As the US employment index unexpectedly picked up, expectations for the Fed’s Federal Reserve, which is the central bank, have weakened.

The employment situation is one of the key indicators that the Fed closely watches when it decides its monetary policy. The stronger employment indicators suggest that the US economy is good and weaken the Fed’s rate cut policy. The benchmark index, the US 10-year Treasury note yield, turned around to a rebound and rebounded to 2%, reflecting the market atmosphere.

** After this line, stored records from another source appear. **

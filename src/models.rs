use chrono::{DateTime, Utc};
use serde::{Deserialize, Serialize};
use uuid::Uuid;

/// A cataloged repository and the architecture tags it owns
#[derive(Debug, Clone, Serialize, Deserialize, PartialEq)]
pub struct Repository {
    pub id: Uuid,
    pub name: String,
    /// `owner/repo`, unique across the catalog
    pub full_name: String,
    pub url: String,
    pub language: Option<String>,
    pub stars: u64,
    pub description: Option<String>,
    pub readme_content: Option<String>,
    pub last_indexed: DateTime<Utc>,
    #[serde(default)]
    pub architecture_tags: Vec<ArchitectureTag>,
}

/// Read-only view of a repository handed to the classifier.
/// `file_paths` may be truncated upstream.
#[derive(Debug, Clone)]
pub struct RepositorySnapshot {
    pub id: Uuid,
    pub full_name: String,
    pub language: Option<String>,
    pub stars: u64,
    pub description: Option<String>,
    pub readme_text: Option<String>,
    pub file_paths: Vec<String>,
}

impl RepositorySnapshot {
    pub fn from_repository(repo: &Repository, file_paths: Vec<String>) -> Self {
        Self {
            id: repo.id,
            full_name: repo.full_name.clone(),
            language: repo.language.clone(),
            stars: repo.stars,
            description: repo.description.clone(),
            readme_text: repo.readme_content.clone(),
            file_paths,
        }
    }
}

#[derive(Debug, Clone, Copy, Serialize, Deserialize, PartialEq, Eq, Hash)]
#[serde(rename_all = "snake_case")]
pub enum TagType {
    ArchitecturalPattern,
    DesignPattern,
    Infrastructure,
    Framework,
}

#[derive(Debug, Clone, Copy, Serialize, Deserialize, PartialEq, Eq, Hash)]
#[serde(rename_all = "kebab-case")]
pub enum DetectionMethod {
    Heuristic,
    GenerativeAnalysis,
    Manual,
}

/// One labeled, confidence-scored classification of a repository
#[derive(Debug, Clone, Serialize, Deserialize, PartialEq)]
pub struct ArchitectureTag {
    pub repository_id: Uuid,
    pub tag: String,
    pub tag_type: TagType,
    /// Always within [0, 1]
    pub confidence_score: f64,
    pub detection_method: DetectionMethod,
}

/// A named pattern with the detector's confidence in it
#[derive(Debug, Clone, Serialize, Deserialize, PartialEq)]
pub struct PatternCandidate {
    pub name: String,
    pub confidence: f64,
}

#[derive(Debug, Clone, Serialize, Deserialize, PartialEq)]
pub struct InfrastructureCandidate {
    pub approach: String,
    pub confidence: f64,
}

/// Output of one generative analysis. Only ever handed out fully validated.
#[derive(Debug, Clone, Serialize, Deserialize, PartialEq)]
pub struct AnalysisResult {
    pub architectural_patterns: Vec<PatternCandidate>,
    pub design_patterns: Vec<PatternCandidate>,
    pub infrastructure: Vec<InfrastructureCandidate>,
    pub frameworks: Vec<String>,
    pub summary: String,
}

/// A search result
#[derive(Debug, Clone, Serialize)]
pub struct RankedRepository {
    pub repository: Repository,
    pub relevance_score: f64,
    pub matched_tags: Vec<String>,
}

/// Catalog-wide statistics for one (tag, type) pair
#[derive(Debug, Clone, Serialize, PartialEq)]
pub struct TagSummary {
    pub tag: String,
    #[serde(rename = "type")]
    pub tag_type: TagType,
    pub count: usize,
    pub avg_confidence: f64,
}

/// Architecture search query parameters
#[derive(Debug, Clone, Deserialize)]
pub struct SearchParams {
    pub query: String,
    #[serde(default = "default_min_confidence")]
    pub min_confidence: f64,
    #[serde(default = "default_search_limit")]
    pub limit: usize,
}

fn default_min_confidence() -> f64 {
    0.5
}

fn default_search_limit() -> usize {
    20
}

/// Repository listing filters
#[derive(Debug, Clone, Deserialize)]
pub struct ListReposParams {
    pub language: Option<String>,
    #[serde(default)]
    pub min_stars: u64,
    #[serde(default = "default_list_limit")]
    pub limit: usize,
}

fn default_list_limit() -> usize {
    50
}

#[derive(Debug, Clone, Deserialize)]
pub struct IngestParams {
    #[serde(default = "default_true")]
    pub analyze: bool,
}

#[derive(Debug, Clone, Deserialize)]
pub struct AnalyzeParams {
    /// Replace the repository's generative-analysis tags with the new result
    #[serde(default)]
    pub persist: bool,
}

fn default_true() -> bool {
    true
}

#[derive(Debug, Clone, Deserialize)]
pub struct TagsParams {
    pub tag_type: Option<TagType>,
}

/// Add-manual-tag request
#[derive(Debug, Clone, Deserialize)]
pub struct ManualTagRequest {
    pub tag: String,
    pub tag_type: TagType,
    pub confidence_score: Option<f64>,
}

/// GitHub repository search parameters
#[derive(Debug, Clone, Deserialize)]
pub struct GithubSearchParams {
    pub language: Option<String>,
    #[serde(default = "default_github_min_stars")]
    pub min_stars: u64,
    #[serde(default = "default_github_max_results")]
    pub max_results: usize,
    pub query: Option<String>,
}

fn default_github_min_stars() -> u64 {
    100
}

fn default_github_max_results() -> usize {
    20
}

/// Repository metadata as reported by GitHub
#[derive(Debug, Clone, Serialize, Deserialize, PartialEq)]
pub struct GithubRepo {
    pub name: String,
    pub full_name: String,
    pub url: String,
    pub language: Option<String>,
    pub stars: u64,
    pub description: String,
}

/// LLM config update request
#[derive(Debug, Clone, Deserialize)]
pub struct LlmConfigUpdate {
    pub provider: Option<String>,
    // base_url intentionally omitted: immutable at runtime to prevent SSRF
    pub chat_model: Option<String>,
    pub api_key: Option<String>,
    pub temperature: Option<f32>,
    pub max_tokens: Option<u32>,
}

#[cfg(test)]
mod tests {
    use super::*;

    #[test]
    fn test_detection_method_serializes_to_kebab_case() {
        let json = serde_json::to_value(DetectionMethod::GenerativeAnalysis).unwrap();
        assert_eq!(json, "generative-analysis");
        let json = serde_json::to_value(DetectionMethod::Heuristic).unwrap();
        assert_eq!(json, "heuristic");
    }

    #[test]
    fn test_tag_type_serializes_to_snake_case() {
        let json = serde_json::to_value(TagType::ArchitecturalPattern).unwrap();
        assert_eq!(json, "architectural_pattern");
        let back: TagType = serde_json::from_str("\"design_pattern\"").unwrap();
        assert_eq!(back, TagType::DesignPattern);
    }

    #[test]
    fn test_tag_summary_uses_type_key() {
        let summary = TagSummary {
            tag: "kubernetes".to_string(),
            tag_type: TagType::Infrastructure,
            count: 2,
            avg_confidence: 0.85,
        };
        let json = serde_json::to_value(&summary).unwrap();
        assert_eq!(json["type"], "infrastructure");
        assert!(json.get("tag_type").is_none());
    }

    #[test]
    fn test_search_params_defaults() {
        let params: SearchParams = serde_json::from_str(r#"{"query": "kafka"}"#).unwrap();
        assert_eq!(params.min_confidence, 0.5);
        assert_eq!(params.limit, 20);
    }

    #[test]
    fn test_repository_without_tags_field_loads_empty() {
        let json = r#"{
            "id": "5f0c6f4e-8a51-4b8e-9d55-0d5b3f0a1c2e",
            "name": "svc",
            "full_name": "acme/svc",
            "url": "https://github.com/acme/svc",
            "language": null,
            "stars": 3,
            "description": null,
            "readme_content": null,
            "last_indexed": "2024-01-01T00:00:00Z"
        }"#;
        let repo: Repository = serde_json::from_str(json).unwrap();
        assert!(repo.architecture_tags.is_empty());
    }
}
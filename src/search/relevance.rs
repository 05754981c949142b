use crate::models::{RankedRepository, Repository};

/// Bonus when the repository language equals a query term.
pub const LANGUAGE_BONUS: f64 = 0.5;
/// Bonus per query term found in the repository description.
pub const DESCRIPTION_BONUS: f64 = 0.2;

/// Scoring knobs supplied by the caller.
#[derive(Debug, Clone, Copy)]
pub struct ScoreOptions {
    /// Tags below this confidence are ignored.
    pub min_confidence: f64,
    /// Maximum number of results returned.
    pub limit: usize,
}

impl Default for ScoreOptions {
    fn default() -> Self {
        Self {
            min_confidence: 0.5,
            limit: 20,
        }
    }
}

/// Additive relevance ranking of repositories against a free-text query.
///
/// Scoring per repository:
/// 1. Every tag at or above `min_confidence` whose name contains a query term,
///    or is contained in one, adds its confidence. Each such (tag, term) match
///    is listed in `matched_tags`, so a name can appear more than once.
/// 2. A language equal to a term (case-insensitive) adds [`LANGUAGE_BONUS`].
/// 3. Every term found in the description adds [`DESCRIPTION_BONUS`].
///
/// Repositories scoring zero are dropped. The rest are sorted by score
/// descending with ties kept in input order, then cut to `limit`.
pub fn score(query: &str, repositories: &[Repository], options: &ScoreOptions) -> Vec<RankedRepository> {
    let terms = query_terms(query);
    if terms.is_empty() {
        return Vec::new();
    }

    let mut results: Vec<RankedRepository> = repositories
        .iter()
        .filter_map(|repo| {
            let (relevance_score, matched_tags) = score_repository(&terms, repo, options.min_confidence);
            (relevance_score > 0.0).then(|| RankedRepository {
                repository: repo.clone(),
                relevance_score,
                matched_tags,
            })
        })
        .collect();

    // sort_by is stable, so equal scores keep input order
    results.sort_by(|a, b| {
        b.relevance_score
            .partial_cmp(&a.relevance_score)
            .unwrap_or(std::cmp::Ordering::Equal)
    });
    results.truncate(options.limit);
    results
}

/// Lower-cased whitespace-separated terms, duplicates dropped, first occurrence kept.
fn query_terms(query: &str) -> Vec<String> {
    let mut terms: Vec<String> = Vec::new();
    for term in query.to_lowercase().split_whitespace() {
        if !terms.iter().any(|t| t == term) {
            terms.push(term.to_string());
        }
    }
    terms
}

fn score_repository(terms: &[String], repo: &Repository, min_confidence: f64) -> (f64, Vec<String>) {
    let mut score = 0.0;
    let mut matched_tags: Vec<String> = Vec::new();

    for tag in &repo.architecture_tags {
        if tag.confidence_score < min_confidence {
            continue;
        }
        let tag_lower = tag.tag.to_lowercase();
        for term in terms {
            if tag_lower.contains(term.as_str()) || term.contains(tag_lower.as_str()) {
                score += tag.confidence_score;
                matched_tags.push(tag.tag.clone());
            }
        }
    }

    if let Some(language) = &repo.language {
        let language = language.to_lowercase();
        if terms.iter().any(|t| *t == language) {
            score += LANGUAGE_BONUS;
        }
    }

    if let Some(description) = &repo.description {
        let description = description.to_lowercase();
        for term in terms {
            if description.contains(term.as_str()) {
                score += DESCRIPTION_BONUS;
            }
        }
    }

    (score, matched_tags)
}
pub mod completion;
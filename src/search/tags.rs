use crate::models::{Repository, TagSummary, TagType};

/// Aggregate every stored tag into one row per (tag, type), in first-seen order.
pub fn summarize(repositories: &[Repository], tag_type: Option<TagType>) -> Vec<TagSummary> {
    let mut summaries: Vec<TagSummary> = Vec::new();

    let tags = repositories
        .iter()
        .flat_map(|r| r.architecture_tags.iter())
        .filter(|t| tag_type.map_or(true, |wanted| t.tag_type == wanted));

    for tag in tags {
        match summaries
            .iter_mut()
            .find(|s| s.tag == tag.tag && s.tag_type == tag.tag_type)
        {
            Some(summary) => {
                summary.count += 1;
                summary.avg_confidence += tag.confidence_score;
            }
            None => summaries.push(TagSummary {
                tag: tag.tag.clone(),
                tag_type: tag.tag_type,
                count: 1,
                avg_confidence: tag.confidence_score,
            }),
        }
    }

    // running sums -> means
    for summary in &mut summaries {
        summary.avg_confidence /= summary.count as f64;
    }
    summaries
}
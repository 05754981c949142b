use std::sync::Arc;
use std::time::Duration;

use anyhow::{Context, Result};
use parking_lot::RwLock;
use serde::{Deserialize, Serialize};

use crate::config::LlmConfig;

/// One JSON-mode chat completion request.
#[derive(Debug, Clone, PartialEq)]
pub struct CompletionRequest {
    pub system: String,
    pub user: String,
    pub temperature: f32,
    pub max_tokens: u32,
}

/// Text-generation backend used by the architecture analyzer.
///
/// Implementations own auth, timeouts and any retry policy; the analyzer only
/// sees the raw completion text or a single opaque failure.
#[async_trait::async_trait]
pub trait CompletionTransport: Send + Sync {
    async fn complete(&self, request: &CompletionRequest) -> Result<String>;
}

/// HTTP transport for Ollama and OpenAI-compatible chat APIs.
///
/// Reads the provider settings on every call, so runtime config updates
/// take effect immediately.
#[derive(Clone)]
pub struct HttpCompletionClient {
    client: reqwest::Client,
    config: Arc<RwLock<LlmConfig>>,
}

impl HttpCompletionClient {
    pub fn new(client: reqwest::Client, config: Arc<RwLock<LlmConfig>>) -> Self {
        Self { client, config }
    }
}

#[async_trait::async_trait]
impl CompletionTransport for HttpCompletionClient {
    async fn complete(&self, request: &CompletionRequest) -> Result<String> {
        let config = self.config.read().clone();
        match config.provider.as_str() {
            "ollama" => call_ollama(&self.client, &config, request).await,
            "openai" => call_openai(&self.client, &config, request).await,
            other => anyhow::bail!("Unknown LLM provider: {other}"),
        }
    }
}

fn request_timeout(config: &LlmConfig) -> Duration {
    Duration::from_secs(config.timeout_secs.min(300))
}

// ─── Ollama ──────────────────────────────────────────────

#[derive(Serialize)]
struct OllamaChatRequest {
    model: String,
    messages: Vec<Message>,
    stream: bool,
    format: &'static str,
    options: OllamaOptions,
}

#[derive(Serialize)]
struct OllamaOptions {
    temperature: f32,
    num_predict: u32,
}

#[derive(Serialize, Deserialize)]
struct Message {
    role: String,
    content: String,
}

#[derive(Deserialize)]
struct OllamaChatResponse {
    message: Message,
}

async fn call_ollama(
    client: &reqwest::Client,
    config: &LlmConfig,
    request: &CompletionRequest,
) -> Result<String> {
    let url = format!("{}/api/chat", config.base_url.trim_end_matches('/'));

    let req = OllamaChatRequest {
        model: config.chat_model.clone(),
        messages: chat_messages(request),
        stream: false,
        format: "json",
        options: OllamaOptions {
            temperature: request.temperature,
            num_predict: request.max_tokens,
        },
    };

    let resp = client
        .post(&url)
        .timeout(request_timeout(config))
        .json(&req)
        .send()
        .await
        .context("Failed to call Ollama chat API for architecture analysis")?;

    if !resp.status().is_success() {
        let status = resp.status();
        let body = resp.text().await.unwrap_or_default();
        anyhow::bail!("Ollama chat API returned {status}: {body}");
    }

    let body: OllamaChatResponse = resp
        .json()
        .await
        .context("Failed to parse Ollama chat response")?;
    Ok(body.message.content)
}

// ─── OpenAI-compatible ───────────────────────────────────

#[derive(Serialize)]
struct OpenAiChatRequest {
    model: String,
    messages: Vec<Message>,
    response_format: ResponseFormat,
    temperature: f32,
    max_tokens: u32,
}

#[derive(Serialize)]
struct ResponseFormat {
    #[serde(rename = "type")]
    kind: &'static str,
}

#[derive(Deserialize)]
struct OpenAiChatResponse {
    choices: Vec<OpenAiChoice>,
}

#[derive(Deserialize)]
struct OpenAiChoice {
    message: OpenAiResponseMessage,
}

#[derive(Deserialize)]
struct OpenAiResponseMessage {
    content: Option<String>,
}

async fn call_openai(
    client: &reqwest::Client,
    config: &LlmConfig,
    request: &CompletionRequest,
) -> Result<String> {
    let url = format!("{}/v1/chat/completions", config.base_url.trim_end_matches('/'));
    let api_key = config.api_key.as_deref().unwrap_or_default();

    let req = OpenAiChatRequest {
        model: config.chat_model.clone(),
        messages: chat_messages(request),
        response_format: ResponseFormat {
            kind: "json_object",
        },
        temperature: request.temperature,
        max_tokens: request.max_tokens,
    };

    let resp = client
        .post(&url)
        .timeout(request_timeout(config))
        .bearer_auth(api_key)
        .json(&req)
        .send()
        .await
        .context("Failed to call OpenAI chat API for architecture analysis")?;

    if !resp.status().is_success() {
        let status = resp.status();
        let body = resp.text().await.unwrap_or_default();
        anyhow::bail!("OpenAI chat API returned {status}: {body}");
    }

    let body: OpenAiChatResponse = resp
        .json()
        .await
        .context("Failed to parse OpenAI chat response")?;
    body.choices
        .into_iter()
        .next()
        .and_then(|c| c.message.content)
        .context("OpenAI chat API returned no content")
}

fn chat_messages(request: &CompletionRequest) -> Vec<Message> {
    vec![
        Message {
            role: "system".to_string(),
            content: request.system.clone(),
        },
        Message {
            role: "user".to_string(),
            content: request.user.clone(),
        },
    ]
}

#[cfg(test)]
mod tests {
    use super::*;

    fn sample_request() -> CompletionRequest {
        CompletionRequest {
            system: "be an architect".to_string(),
            user: "classify this".to_string(),
            temperature: 0.3,
            max_tokens: 1500,
        }
    }

    #[test]
    fn test_openai_request_uses_json_object_mode() {
        let req = OpenAiChatRequest {
            model: "gpt-4o".to_string(),
            messages: chat_messages(&sample_request()),
            response_format: ResponseFormat {
                kind: "json_object",
            },
            temperature: 0.3,
            max_tokens: 1500,
        };
        let json = serde_json::to_value(&req).unwrap();
        assert_eq!(json["response_format"]["type"], "json_object");
        assert_eq!(json["max_tokens"], 1500);
        assert_eq!(json["messages"][0]["role"], "system");
        assert_eq!(json["messages"][1]["content"], "classify this");
    }

    #[test]
    fn test_ollama_request_carries_sampling_options() {
        let req = OllamaChatRequest {
            model: "llama3.2".to_string(),
            messages: chat_messages(&sample_request()),
            stream: false,
            format: "json",
            options: OllamaOptions {
                temperature: 0.3,
                num_predict: 1500,
            },
        };
        let json = serde_json::to_value(&req).unwrap();
        assert_eq!(json["format"], "json");
        assert_eq!(json["stream"], false);
        assert_eq!(json["options"]["num_predict"], 1500);
    }

    #[test]
    fn test_timeout_is_capped() {
        let config = LlmConfig {
            timeout_secs: 10_000,
            ..LlmConfig::default()
        };
        assert_eq!(request_timeout(&config), Duration::from_secs(300));
    }

    #[tokio::test]
    async fn test_unknown_provider_is_an_error() {
        let config = LlmConfig {
            provider: "carrier-pigeon".to_string(),
            ..LlmConfig::default()
        };
        let transport =
            HttpCompletionClient::new(reqwest::Client::new(), Arc::new(RwLock::new(config)));
        let err = transport.complete(&sample_request()).await.unwrap_err();
        assert!(err.to_string().contains("carrier-pigeon"));
    }
}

On May 5, the US Department of Labor said that non-farm jobs increased by 224,000 in June. This was more than the increase of 72,000 in May, which is well above the market forecast of 160,000. The June unemployment rate was 3.7%, slightly up from 3.6% in May but still historically low. Overall, the US employment situation is very good.

This weakens the Federal Reserve’s interest rate cuts to preemptively respond to the economic slowdown.

The Federal Open Market Committee (FOMC), which was originally scheduled for 30 to 31 days, said the Fed was likely to cut the benchmark interest rate to a very high rate, but the atmosphere has been changing somewhat due to strong employment figures. On Tuesday, the US 10-year Treasury note interest rate recovered to 2.0%, up 0.09% from the previous trading day.

The market has once said that the possibility of the Fed’s large interest rate cut at the end of this month is slimmer due to the robust employment indicators. The possibility of a freeze could not be totally ruled out, and the possibility of a rate cut based on 0.25 percentage point is open, but at least the need for the Fed to lower interest rates has disappeared.

The Wall Street Journal (WSJ) reported, “Market investors are seeing weaker grounds for the Fed’s 0.5 percent cut in interest rates due to strong employment indicators.” Bloomberg also said that “a solid employment market has weakened the basis for a large cut in interest rates.”

Earlier, the Fed had turned a blinking of interest rate cuts on the FOMC meeting from 18 to 19 last month due to the US economic slowdown, including the US-China trade war. Unlike the previous statement, we froze the benchmark interest rate from the current 2.25 to 2.50 percent, but we removed the expression “I will be patient” in adjusting the interest rate, and we strongly anticipate the possibility of a rate cut in the future by evaluating that “uncertainty has certainly increased” did.

In the meantime, as interest rates have been on the upswing, interest rates have been increasingly focused on whether the Fed will cut the benchmark interest rate at the end of this month, while President Donald Trump has called for a rate cut.

In particular, President Trump said he spoke with Fed Chairman Jerome Powell. According to Powell’s timetable published by the Fed, President Trump made a phone call with Powell on May 20 for five minutes. Although details of the conversation were not disclosed, it is presumed that President Trump would have put pressure on the rate cut.